◆ Provided data
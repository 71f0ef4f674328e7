use serde::{Deserialize, Serialize};
use std::fmt;
use std::path::{Path, PathBuf};
use std::str::FromStr;

use pkgup_util::errors::PkgupError;

/// Package manager used to reinstall `node_modules`.
#[derive(Debug, Clone, Copy, Default, PartialEq, Eq, Serialize, Deserialize)]
#[serde(rename_all = "lowercase")]
pub enum PackageClient {
    #[default]
    Npm,
    Yarn,
}

impl PackageClient {
    pub const ALL: [PackageClient; 2] = [PackageClient::Npm, PackageClient::Yarn];

    /// Executable name.
    pub fn program(self) -> &'static str {
        match self {
            PackageClient::Npm => "npm",
            PackageClient::Yarn => "yarn",
        }
    }
}

impl fmt::Display for PackageClient {
    fn fmt(&self, f: &mut fmt::Formatter<'_>) -> fmt::Result {
        f.write_str(self.program())
    }
}

impl FromStr for PackageClient {
    type Err = String;

    fn from_str(s: &str) -> Result<Self, Self::Err> {
        match s.trim().to_ascii_lowercase().as_str() {
            "npm" => Ok(PackageClient::Npm),
            "yarn" => Ok(PackageClient::Yarn),
            other => Err(format!("unknown package client '{other}' (expected npm or yarn)")),
        }
    }
}

/// User configuration loaded from `~/.pkgup/config.toml`.
#[derive(Debug, Clone, Default, Serialize, Deserialize)]
pub struct Config {
    #[serde(default)]
    pub defaults: Defaults,

    #[serde(default)]
    pub prompt: PromptConfig,
}

/// Default answers from `[defaults]`.
#[derive(Debug, Clone, Serialize, Deserialize)]
pub struct Defaults {
    #[serde(default)]
    pub client: PackageClient,
    #[serde(default)]
    pub dev: bool,
    #[serde(default = "default_reinstall")]
    pub reinstall: bool,
}

impl Default for Defaults {
    fn default() -> Self {
        Self {
            client: PackageClient::Npm,
            dev: false,
            reinstall: default_reinstall(),
        }
    }
}

fn default_reinstall() -> bool {
    true
}

/// Prompt appearance from `[prompt]`.
#[derive(Debug, Clone, Serialize, Deserialize)]
pub struct PromptConfig {
    #[serde(default = "default_page_size", rename = "page-size")]
    pub page_size: usize,
}

impl Default for PromptConfig {
    fn default() -> Self {
        Self {
            page_size: default_page_size(),
        }
    }
}

fn default_page_size() -> usize {
    15
}

impl Config {
    /// Load the configuration from its default location, or return defaults if the file doesn't exist.
    pub fn load() -> miette::Result<Self> {
        Self::load_from(&Self::default_path())
    }

    /// Load from an explicit path; a missing file yields defaults.
    pub fn load_from(path: &Path) -> miette::Result<Self> {
        if !path.is_file() {
            return Ok(Self::default());
        }
        tracing::debug!("Loading config from {}", path.display());
        let content = std::fs::read_to_string(path).map_err(|e| PkgupError::Generic {
            message: format!("Failed to read config {}: {e}", path.display()),
        })?;
        toml::from_str(&content).map_err(|e| {
            PkgupError::Generic {
                message: format!("Failed to parse config {}: {e}", path.display()),
            }
            .into()
        })
    }

    /// Returns the default path to the config file.
    pub fn default_path() -> PathBuf {
        dirs_path().join("config.toml")
    }
}

/// Returns the pkgup data directory: `$PKGUP_HOME`, else `~/.pkgup/`.
pub fn dirs_path() -> PathBuf {
    if let Ok(dir) = std::env::var("PKGUP_HOME") {
        if !dir.is_empty() {
            return PathBuf::from(dir);
        }
    }
    let home = std::env::var("HOME")
        .or_else(|_| std::env::var("USERPROFILE"))
        .unwrap_or_else(|_| ".".to_string());
    Path::new(&home).join(".pkgup")
}
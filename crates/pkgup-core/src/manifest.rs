use serde::Deserialize;
use std::path::Path;

use pkgup_util::errors::PkgupError;

/// The parts of a project's `package.json` that pkgup reads: it must parse,
/// and its `name` labels the tree root when the listing has none.
#[derive(Debug, Clone, Default, Deserialize)]
pub struct PackageManifest {
    #[serde(default)]
    pub name: Option<String>,
}

impl PackageManifest {
    pub const FILE_NAME: &'static str = "package.json";

    /// Parse a manifest from a JSON string.
    pub fn parse(content: &str) -> miette::Result<Self> {
        serde_json::from_str(content).map_err(|e| {
            PkgupError::Manifest {
                message: format!("invalid package.json: {e}"),
            }
            .into()
        })
    }

    /// Read and parse the `package.json` at `path`.
    pub fn from_path(path: &Path) -> miette::Result<Self> {
        let content = std::fs::read_to_string(path).map_err(|e| PkgupError::Manifest {
            message: format!("failed to read {}: {e}", path.display()),
        })?;
        Self::parse(&content)
    }

    /// Read `package.json` from a project directory.
    pub fn from_project(dir: &Path) -> miette::Result<Self> {
        Self::from_path(&dir.join(Self::FILE_NAME))
    }
}
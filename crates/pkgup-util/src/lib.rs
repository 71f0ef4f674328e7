//! Shared utilities for pkgup.
//!
//! This crate provides cross-cutting concerns used by the other pkgup crates:
//! the error type, external process spawning, and terminal progress output.

pub mod errors;
pub mod process;
pub mod progress;
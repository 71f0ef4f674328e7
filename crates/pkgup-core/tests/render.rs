use pkgup_core::render::{label, render_tree};
use pkgup_core::tree::DependencyNode;

#[test]
fn test_label_with_version() {
    assert_eq!(label("lodash", &DependencyNode::with_version("4.17.4")), "lodash@4.17.4");
}

#[test]
fn test_label_without_version() {
    assert_eq!(label("my-app", &DependencyNode::default()), "my-app");
}

#[test]
fn test_label_shows_resolved_for_git_sources() {
    let node = DependencyNode {
        version: Some("1.0.0".to_string()),
        from: Some("github:acme/alpha".to_string()),
        resolved: Some("git+https://github.com/acme/alpha.git#abc".to_string()),
        ..DependencyNode::default()
    };
    assert_eq!(
        label("alpha", &node),
        "alpha@1.0.0 (git+https://github.com/acme/alpha.git#abc)"
    );
}

#[test]
fn test_label_hides_resolved_for_registry_sources() {
    let node = DependencyNode {
        version: Some("1.0.0".to_string()),
        from: Some("alpha@^1.0.0".to_string()),
        resolved: Some("https://registry.npmjs.org/alpha/-/alpha-1.0.0.tgz".to_string()),
        ..DependencyNode::default()
    };
    assert_eq!(label("alpha", &node), "alpha@1.0.0");
}

#[test]
fn test_render_plain_tree() {
    let tree = DependencyNode::default()
        .dependency(
            "a",
            DependencyNode::with_version("1.0.0")
                .dependency("lodash", DependencyNode::with_version("4.1.0")),
        )
        .dependency("lodash", DependencyNode::with_version("4.2.0"));
    let out = render_tree("app", &tree, "lodash", false);
    assert_eq!(
        out,
        "app\n├── a@1.0.0\n│   └── lodash@4.1.0\n└── lodash@4.2.0\n"
    );
}

#[test]
fn test_render_highlights_target() {
    let tree = DependencyNode::default().dependency("lodash", DependencyNode::with_version("4.2.0"));
    let out = render_tree("app", &tree, "lodash", true);
    assert!(out.contains("\u{1b}["), "expected ANSI escape in {out:?}");
    assert!(out.starts_with("app\n"));
}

◆ The task
The answer must consist of each line in the entries above that includes "false".

◆ Exercise response
            dev: false,
    let out = render_tree("app", &tree, "lodash", false);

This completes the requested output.